(Records drawn from a dataset)
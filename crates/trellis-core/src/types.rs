//! Shared value types.

use std::fmt;

/// Unique identifier for an element in a tree.
#[derive(Debug, Clone, Copy, PartialEq, Eq, Hash, PartialOrd, Ord)]
#[cfg_attr(feature = "serde", derive(serde::Serialize, serde::Deserialize))]
pub struct ElementId(pub u64);

impl fmt::Display for ElementId {
    fn fmt(&self, f: &mut fmt::Formatter<'_>) -> fmt::Result {
        write!(f, "#{}", self.0)
    }
}

/// Horizontal placement of an element inside the slot its parent arranged it in.
#[derive(Debug, Clone, Copy, PartialEq, Eq, Default)]
#[cfg_attr(feature = "serde", derive(serde::Serialize, serde::Deserialize))]
pub enum HorizontalAlignment {
    /// Align to the left edge
    Left,
    /// Center within the slot
    #[default]
    Center,
    /// Align to the right edge
    Right,
    /// Fill the slot width
    Stretch,
}

/// Vertical placement of an element inside the slot its parent arranged it in.
#[derive(Debug, Clone, Copy, PartialEq, Eq, Default)]
#[cfg_attr(feature = "serde", derive(serde::Serialize, serde::Deserialize))]
pub enum VerticalAlignment {
    /// Align to the top edge
    Top,
    /// Center within the slot
    #[default]
    Center,
    /// Align to the bottom edge
    Bottom,
    /// Fill the slot height
    Stretch,
}
//! The element tree: ownership, lookup, invalidation and layout passes.
//!
//! Elements own their children directly. The tree keeps an index from
//! element id to the child-index path leading to it from the root, so lookups
//! and ancestor walks never need parent pointers.

use std::collections::HashSet;

use indexmap::IndexMap;
use smallvec::SmallVec;
use tracing::{debug, trace};
use trellis_core::{ElementId, OptionsError, Point, Rect, Size, TreeError};
use trellis_layout::Layout;

use crate::dip::PixelRect;
use crate::element::{Element, ElementKind};
use crate::options::LayoutOptions;

/// Child indices from the root down to an element.
type Path = SmallVec<[usize; 8]>;

/// A tree of elements rooted at a window.
#[derive(Debug)]
pub struct ElementTree {
    root: Element,
    options: LayoutOptions,
    /// Every element in the tree, in insertion order
    paths: IndexMap<ElementId, Path>,
    next_id: u64,
    layout_disabled: bool,
}

impl Default for ElementTree {
    fn default() -> Self {
        Self::with_valid_options(LayoutOptions::default())
    }
}

impl ElementTree {
    /// Create a tree containing only an empty root window.
    pub fn new(options: LayoutOptions) -> Result<Self, OptionsError> {
        options.validate()?;
        Ok(Self::with_valid_options(options))
    }

    fn with_valid_options(options: LayoutOptions) -> Self {
        let mut root = Element::new(ElementKind::Window);
        root.id = ElementId(0);
        let mut paths = IndexMap::new();
        paths.insert(root.id, Path::new());
        Self {
            root,
            options,
            paths,
            next_id: 1,
            layout_disabled: false,
        }
    }

    pub fn root(&self) -> &Element {
        &self.root
    }

    pub fn root_id(&self) -> ElementId {
        self.root.id
    }

    pub fn options(&self) -> &LayoutOptions {
        &self.options
    }

    /// Replace the layout options. The next layout pass uses the new viewport.
    pub fn set_options(&mut self, options: LayoutOptions) -> Result<(), OptionsError> {
        options.validate()?;
        self.options = options;
        self.root.dirty = true;
        Ok(())
    }

    /// Number of elements, root included.
    pub fn len(&self) -> usize {
        self.paths.len()
    }

    /// Always false: the root cannot be removed.
    pub fn is_empty(&self) -> bool {
        self.paths.is_empty()
    }

    pub fn contains(&self, id: ElementId) -> bool {
        self.paths.contains_key(&id)
    }

    /// Insert `element` and its children as the last child of `parent`.
    ///
    /// Ids are assigned to the whole subtree; the returned id is the one of
    /// `element` itself.
    pub fn insert(&mut self, parent: ElementId, mut element: Element) -> Result<ElementId, TreeError> {
        let path = self.path(parent)?.clone();
        self.assign_ids(&mut element);
        let id = element.id;

        let parent_element = walk_mut(&mut self.root, &path).ok_or(TreeError::UnknownElement { id: parent })?;
        let mut child_path = path;
        child_path.push(parent_element.children.len());
        parent_element.children.push(element);
        if let Some(child) = parent_element.children.last() {
            register(&mut self.paths, child, &mut child_path);
        }
        self.invalidate(parent)?;
        Ok(id)
    }

    /// Detach an element and its subtree, returning it.
    pub fn remove(&mut self, id: ElementId) -> Result<Element, TreeError> {
        let path = self.path(id)?.clone();
        let Some((&index, parent_path)) = path.split_last() else {
            return Err(TreeError::RootRemoval);
        };

        let parent = walk_mut(&mut self.root, parent_path).ok_or(TreeError::UnknownElement { id })?;
        if index >= parent.children.len() {
            return Err(TreeError::UnknownElement { id });
        }
        let parent_id = parent.id;
        let removed = parent.children.remove(index);

        // Drop the removed subtree and shift the later siblings' subtrees up by one.
        let depth = parent_path.len();
        self.paths.retain(|_, other| {
            if other.starts_with(&path) {
                return false;
            }
            if other.len() > depth && other[..depth] == *parent_path && other[depth] > index {
                other[depth] -= 1;
            }
            true
        });
        self.invalidate(parent_id)?;
        Ok(removed)
    }

    pub fn get(&self, id: ElementId) -> Option<&Element> {
        let path = self.paths.get(&id)?;
        walk(&self.root, path)
    }

    /// Run `f` on an element and invalidate it afterwards.
    ///
    /// The element keeps its id even if `f` replaces it wholesale. Children
    /// that `f` brought in are given fresh ids and indexed.
    pub fn edit<R>(&mut self, id: ElementId, f: impl FnOnce(&mut Element) -> R) -> Result<R, TreeError> {
        let path = self.path(id)?.clone();
        let element = walk_mut(&mut self.root, &path).ok_or(TreeError::UnknownElement { id })?;
        let before = descendant_ids(element);
        let result = f(&mut *element);
        element.id = id;

        if descendant_ids(element) != before {
            debug!(element = %id, "children replaced during edit, reindexing subtree");
            let known: HashSet<ElementId> = before.into_iter().collect();
            let mut seen = HashSet::new();
            self.paths
                .retain(|_, other| !(other.len() > path.len() && other.starts_with(&path)));

            let mut child_path = path.clone();
            for (index, child) in element.children.iter_mut().enumerate() {
                renumber(child, &known, &mut seen, &mut self.next_id);
                child_path.push(index);
                register(&mut self.paths, child, &mut child_path);
                child_path.pop();
            }
        }

        self.invalidate(id)?;
        Ok(result)
    }

    /// Mark an element and every ancestor as needing layout.
    pub fn invalidate(&mut self, id: ElementId) -> Result<(), TreeError> {
        let path = self.paths.get(&id).ok_or(TreeError::UnknownElement { id })?;
        let mut element = &mut self.root;
        element.dirty = true;
        for &index in path.iter() {
            let Some(child) = element.children.get_mut(index) else {
                return Err(TreeError::UnknownElement { id });
            };
            child.dirty = true;
            element = child;
        }
        Ok(())
    }

    pub fn needs_layout(&self) -> bool {
        self.root.dirty
    }

    /// Measure and arrange the whole tree against the viewport if anything
    /// changed since the last pass.
    pub fn update_layout(&mut self) {
        if self.layout_disabled || !self.root.dirty {
            return;
        }

        let viewport = self.options.viewport();
        trace!(width = viewport.width, height = viewport.height, "layout pass");
        self.root.measure(viewport);
        self.root.arrange(Rect::new(0.0, 0.0, viewport.width, viewport.height));
        self.root.clamp_scroll();
        self.root.update_absolute_bounds(Point::ZERO);
        self.root.clear_dirty();
    }

    /// Set a new viewport and lay the tree out against it.
    pub fn resize(&mut self, size: Size) -> Result<(), OptionsError> {
        let options = self.options.clone().with_viewport(size.width, size.height);
        self.set_options(options)?;
        self.update_layout();
        Ok(())
    }

    /// Suspend layout passes, e.g. while building a large subtree.
    pub fn disable_layout(&mut self) {
        self.layout_disabled = true;
    }

    /// Resume layout passes and run one if the tree is dirty.
    pub fn enable_layout(&mut self) {
        self.layout_disabled = false;
        self.update_layout();
    }

    pub fn is_layout_enabled(&self) -> bool {
        !self.layout_disabled
    }

    /// Find the top-most visible element at a point in root coordinates.
    pub fn hit_test(&self, point: Point) -> Option<ElementId> {
        hit_test_recursive(&self.root, point)
    }

    /// Union of the absolute bounds of every visible element.
    pub fn content_bounds(&self) -> Rect {
        let mut result = self.root.absolute_bounds();
        union_visible(&self.root, &mut result);
        result
    }

    /// First element with the given name, in insertion order.
    pub fn find_by_name(&self, name: &str) -> Option<ElementId> {
        self.paths
            .iter()
            .filter_map(|(&id, path)| Some((id, walk(&self.root, path)?)))
            .find(|(_, element)| element.name.as_deref() == Some(name))
            .map(|(id, _)| id)
    }

    /// Scroll an element's children, returning the clamped position applied.
    pub fn scroll_to(&mut self, id: ElementId, position: Point) -> Result<Point, TreeError> {
        let path = self.paths.get(&id).ok_or(TreeError::UnknownElement { id })?;
        let element = walk_mut(&mut self.root, path).ok_or(TreeError::UnknownElement { id })?;

        let applied = element.apply_scroll(position);
        let own = element.bounds.origin();
        let absolute = element.absolute_bounds.origin();
        element.update_absolute_bounds(Point::new(absolute.x - own.x, absolute.y - own.y));
        Ok(applied)
    }

    /// How far an element's children can scroll on each axis.
    pub fn scroll_limit(&self, id: ElementId) -> Result<Size, TreeError> {
        self.element(id).map(Element::scroll_limit)
    }

    /// An element's absolute bounds in device pixels.
    pub fn pixel_bounds(&self, id: ElementId) -> Result<PixelRect, TreeError> {
        let element = self.element(id)?;
        Ok(self.options.to_pixels(element.absolute_bounds()))
    }

    fn element(&self, id: ElementId) -> Result<&Element, TreeError> {
        self.get(id).ok_or(TreeError::UnknownElement { id })
    }

    fn path(&self, id: ElementId) -> Result<&Path, TreeError> {
        self.paths.get(&id).ok_or(TreeError::UnknownElement { id })
    }

    fn assign_ids(&mut self, element: &mut Element) {
        element.id = ElementId(self.next_id);
        element.dirty = true;
        self.next_id += 1;
        for child in &mut element.children {
            self.assign_ids(child);
        }
    }
}

fn register(paths: &mut IndexMap<ElementId, Path>, element: &Element, path: &mut Path) {
    paths.insert(element.id, path.clone());
    for (index, child) in element.children.iter().enumerate() {
        path.push(index);
        register(paths, child, path);
        path.pop();
    }
}

/// Ids of every element below `element`, depth first.
fn descendant_ids(element: &Element) -> Vec<ElementId> {
    let mut ids = Vec::new();
    let mut pending: Vec<&Element> = element.children.iter().rev().collect();
    while let Some(next) = pending.pop() {
        ids.push(next.id);
        pending.extend(next.children.iter().rev());
    }
    ids
}

/// Give a fresh id to every element whose id is not one of `known`, or
/// repeats one already seen.
fn renumber(element: &mut Element, known: &HashSet<ElementId>, seen: &mut HashSet<ElementId>, next_id: &mut u64) {
    if !known.contains(&element.id) || !seen.insert(element.id) {
        element.id = ElementId(*next_id);
        *next_id += 1;
    }
    element.dirty = true;
    for child in &mut element.children {
        renumber(child, known, seen, next_id);
    }
}

fn walk<'a>(root: &'a Element, path: &[usize]) -> Option<&'a Element> {
    path.iter().try_fold(root, |element, &index| element.children.get(index))
}

fn walk_mut<'a>(root: &'a mut Element, path: &[usize]) -> Option<&'a mut Element> {
    path.iter()
        .try_fold(root, |element, &index| element.children.get_mut(index))
}

fn hit_test_recursive(element: &Element, point: Point) -> Option<ElementId> {
    if !element.visible || !element.absolute_bounds.contains(point) {
        return None;
    }

    // Later children are drawn on top
    element
        .children
        .iter()
        .rev()
        .find_map(|child| hit_test_recursive(child, point))
        .or(Some(element.id))
}

fn union_visible(element: &Element, result: &mut Rect) {
    for child in element.children.iter().filter(|child| child.visible) {
        *result = result.union(&child.absolute_bounds);
        union_visible(child, result);
    }
}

> [WORK TO BE COMPLETED] Find the word "keeps" in the entries above and gather every line that holds it.

> [ANSWER FOR THE TASK]
//! Elements own their children directly. The tree keeps an index from
    /// The element keeps its id even if `f` replaces it wholesale. Children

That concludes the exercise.